Читаем Рассказы про Россию. 1861—1922 полностью

Люди, составлявшие Временное правительство, продолжали говорить о войне до победного конца. А толпы – и солдаты, и штатские – уже, увы, просто не могли этого больше слышать.

Крестьяне хотели мира – и земли.

Именно это и предложил им Ленин.

Неискушенные в хитросплетениях политики, люди ведь не предполагали, что, завершая одну войну, Ленин давно решил втравить их в другую, гораздо более ужасную, – где брат пойдет с ружьем на брата, сын – на отца…

Декрет о мире, прочитанный Лениным на открывшемся вечером 25 октября II съезде Советов и 28 октября напечатанный в газетах, засвидетельствовал готовность России в одностороннем порядке выйти из войны.

И все-таки.

В Петрограде было 50 тысяч офицеров. Историки полагают – им ничего не стоило разметать неорганизованные толпы вооруженных людей. Почему офицеры остались дома в роковые часы истории отечества?!

Ответ, пожалуй, один: они не поняли, что бьют именно роковые часы.

61. Декрет о земле


Самый важный для подавляющего большинства российского населения – крестьянства – Декрет был оглашен лично Лениным в ночь на 26 октября.

Переняв (а проще сказать, присвоив) программу эсеров, самой популярной партии в крестьянской среде, Ленин обещал крестьянам землю:

«…Помещичья собственность на землю отменяется немедленно без всякого выкупа».

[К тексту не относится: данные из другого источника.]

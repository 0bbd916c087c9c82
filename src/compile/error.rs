// Compiler diagnostics
//
//  Copyright (C) 2024 wixrs contributors.
//
//  This file is part of wixrs.
//
//  This program is free software: you can redistribute it and/or modify
//  it under the terms of the GNU General Public License as published by
//  the Free Software Foundation, either version 3 of the License, or
//  (at your option) any later version.
//
//  This program is distributed in the hope that it will be useful,
//  but WITHOUT ANY WARRANTY; without even the implied warranty of
//  MERCHANTABILITY or FITNESS FOR A PARTICULAR PURPOSE.  See the
//  GNU General Public License for more details.
//
//  You should have received a copy of the GNU General Public License
//  along with this program.  If not, see <http://www.gnu.org/licenses/>.

use crate::diagnose::{Annotate, AnnotatedSpan, Diagnostic, Level, MessageCode};
use crate::span::Span;
use std::path::PathBuf;
use thiserror::Error;

/// Problems with a source or localization document.
///
/// Apart from [`XmlSyntax`](Self::XmlSyntax) and [`Io`](Self::Io),
///   these are recoverable:
///     the compiler records them and continues so that every problem in
///     a document is surfaced in a single run.
#[derive(Debug, Clone, PartialEq, Eq, Error)]
pub enum CompileError {
    #[error("unable to read `{}`: {reason}", path.display())]
    Io { path: PathBuf, reason: String },

    #[error("malformed XML: {reason}")]
    XmlSyntax { span: Span, reason: String },

    #[error("expected root element `{expected}` but found `{found}`")]
    InvalidRoot {
        span: Span,
        expected: &'static str,
        found: String,
    },

    #[error("the {element} element contains an unexpected attribute `{attribute}`")]
    UnexpectedAttribute {
        span: Span,
        element: String,
        attribute: String,
    },

    #[error("the {parent} element contains an unexpected child element `{element}`")]
    UnexpectedElement {
        span: Span,
        parent: String,
        element: String,
    },

    #[error("no extension handles element `{element}` of namespace `{namespace}`")]
    UnhandledExtensionElement {
        span: Span,
        namespace: String,
        element: String,
    },

    #[error(
        "no extension handles attribute `{attribute}` of namespace \
         `{namespace}` on the {element} element"
    )]
    UnhandledExtensionAttribute {
        span: Span,
        namespace: String,
        element: String,
        attribute: String,
    },

    #[error("the {element} element requires the `{attribute}` attribute")]
    ExpectedAttribute {
        span: Span,
        element: String,
        attribute: &'static str,
    },

    #[error(
        "the {element} element requires one of the attributes {}",
        attributes.join(", ")
    )]
    ExpectedOneOf {
        span: Span,
        element: String,
        attributes: Vec<&'static str>,
    },

    #[error("the {element}/@{attribute} value `{value}` is not a legal identifier")]
    IllegalIdentifier {
        span: Span,
        element: String,
        attribute: String,
        value: String,
    },

    #[error("the {element}/@{attribute} value `{value}` is not valid; expected {expected}")]
    IllegalAttributeValue {
        span: Span,
        element: String,
        attribute: String,
        value: String,
        expected: String,
    },

    #[error("duplicate symbol `{table}:{id}`")]
    DuplicateSymbol {
        span: Option<Span>,
        first: Option<Span>,
        table: String,
        id: String,
    },

    #[error("custom action `{action}` is not available for platform {platform}")]
    UnsupportedPlatform {
        span: Span,
        action: String,
        platform: &'static str,
    },

    #[error("duplicate localized string `{id}` for culture `{culture}`")]
    DuplicateLocalizedString {
        span: Span,
        first: Option<Span>,
        culture: String,
        id: String,
    },

    #[error("duplicate localized control `{key}` for culture `{culture}`")]
    DuplicateLocalizedControl {
        span: Span,
        culture: String,
        key: String,
    },

    #[error("component `{component}` has no key path")]
    ComponentWithoutKeyPath { span: Span, component: String },
}

impl Diagnostic for CompileError {
    fn code(&self) -> MessageCode {
        use CompileError::*;

        MessageCode(match self {
            Io { .. } => 8,
            XmlSyntax { .. } => 31,
            InvalidRoot { .. } => 32,
            UnexpectedAttribute { .. } => 4,
            UnexpectedElement { .. } => 5,
            UnhandledExtensionElement { .. } => 6,
            UnhandledExtensionAttribute { .. } => 7,
            ExpectedAttribute { .. } => 10,
            ExpectedOneOf { .. } => 11,
            IllegalIdentifier { .. } => 14,
            IllegalAttributeValue { .. } => 21,
            DuplicateSymbol { .. } => 30,
            UnsupportedPlatform { .. } => 40,
            DuplicateLocalizedString { .. } => 101,
            DuplicateLocalizedControl { .. } => 104,
            ComponentWithoutKeyPath { .. } => 1008,
        })
    }

    fn level(&self) -> Level {
        match self {
            Self::ComponentWithoutKeyPath { .. } => Level::Warning,
            _ => Level::Error,
        }
    }

    fn describe(&self) -> Vec<AnnotatedSpan> {
        use CompileError::*;

        match self {
            Io { .. } => vec![],

            XmlSyntax { span, .. } => span.mark_error().into(),

            InvalidRoot { span, expected, .. } => span
                .error(format!(
                    "source documents must begin with a `{expected}` element"
                ))
                .into(),

            UnexpectedAttribute { span, .. } | UnexpectedElement { span, .. } => {
                span.mark_error().into()
            }

            UnhandledExtensionElement { span, .. }
            | UnhandledExtensionAttribute { span, .. } => span
                .mark_error()
                .with_help("is the extension for this namespace registered?")
                .to_vec(),

            ExpectedAttribute { span, attribute, .. } => {
                span.error(format!("missing `{attribute}`")).into()
            }

            ExpectedOneOf { span, .. } => span.mark_error().into(),

            IllegalIdentifier { span, .. } => span
                .mark_error()
                .with_help(
                    "identifiers begin with a letter or underscore and contain \
                     only letters, digits, underscores and periods",
                )
                .to_vec(),

            IllegalAttributeValue { span, .. } => span.mark_error().into(),

            DuplicateSymbol { span, first, .. } => vec![
                span.as_ref().error("duplicate definition"),
                first.as_ref().note("first defined here"),
            ],

            UnsupportedPlatform { span, .. } => span.mark_error().into(),

            DuplicateLocalizedString { span, first, .. } => vec![
                span.error("duplicate definition"),
                first.as_ref().note("first defined here"),
            ],

            DuplicateLocalizedControl { span, .. } => span.mark_error().into(),

            ComponentWithoutKeyPath { span, .. } => span
                .warning("no File child or explicit KeyPath")
                .with_help("mark a child with KeyPath=\"yes\"")
                .to_vec(),
        }
    }
}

Помещичьи имения, монастырские и церковные земли переходили в распоряжение Советов крестьянских депутатов – до Учредительного собрания.

А вот досталась ли русским крестьянам обещанная земля – другой вопрос.

Один из пунктов Декрета ясно показывал, насколько мало собирался Ленин и его преемники считаться с тем, что сами же они людям обещали: «Формы пользования землей должны быть совершенно свободны…»

Это и называется демагогией – когда политики дают любые привлекательные для людей обещания, при этом совершенно не собираясь их выполнять.

Ленин прекрасно знал, что в той России, которую он предполагал построить на развалинах нынешней, «формы пользования землей» отнюдь не будут свободными. Земля отнималась у помещиков, монастырей и церквей, обращалась из частной во всенародную – точнее же, государственную собственность. Она переходила в распоряжение волостных земельных комитетов и уездных Советов крестьянских депутатов… Крестьяне, конечно, не сразу расчухали, что земли им не видать. Поэтому Декрет о земле (вслед за Декретом о мире) сумел сыграть свою огромную роль в острый момент истории России – он привел крестьян под знамена большевиков.

62. Погромы усадеб


Начались погромы помещичьих имений.

Через двенадцать лет после крестьянских бунтов 1900-х годов, когда бунтари жгли усадьбы, но не трогали владельцев, картина была совсем другая… Теперь владельцев усадеб выкидывали из окон их наследственных домов, жгли и убивали.

«В разгромной волне, начавшейся весной 1917 г. и не остановившейся осенью, исчезли все сколько-нибудь развитые формы аграрного капитализма, в том числе и многие культурные хозяйства, имевшие большую культурную ценность. Погибали богатейшие библиотеки, собрания произведений искусства, особенно живописи и скульптуры» (Данилов В. П.).

Маяковский в одном из своих сочинений этих лет сохранил сказанные ему в те дни тихим голосом слова Александра Блока: «…сожгли… // у меня… // библиотеку в усадьбе…»

Усадьба Пушкина в Михайловском сожжена русскими крестьянами в феврале 1918 года.

63. Декрет о печати


27 октября 1917 года был издан Декрет о печати. Этим декретом запрещалась в России так называемая буржуазная пресса. А другой в России, где издавалось около двух тысяч газет и журналов, практически и не было. Декрет лицемерно (как очень скоро уяснилось) утверждал:

«Как только новый порядок упрочится – всякие административные воздействия на печать будут прекращены, для нее будет установлена полная свобода в пределах ответственности перед судом, согласно самому широкому и прогрессивному в этом отношении закону».

(В последующие десять-пятнадцать лет «новый порядок» явно упрочился – путем насилия. Но в этих обстоятельствах «административные воздействия на печать» только усиливались.)

Закрытию подлежали газеты и журналы, «сеющие смуту путем явно клеветнического извращения фактов».

…Я думаю, даже если читателю этих страниц только девять-десять лет, он все равно неглуп и понимает, как легко в условиях вооруженной диктатуры (то есть насилия одних людей, вооруженных, над другими – безоружными) обвинить любого редактора или автора в «извращении фактов» – для этого достаточно, чтобы приведенные в статье факты не понравились власти.

Литераторы России приняли это предостережение к сведению. И литература стала так или иначе приспосабливаться к новым условиям.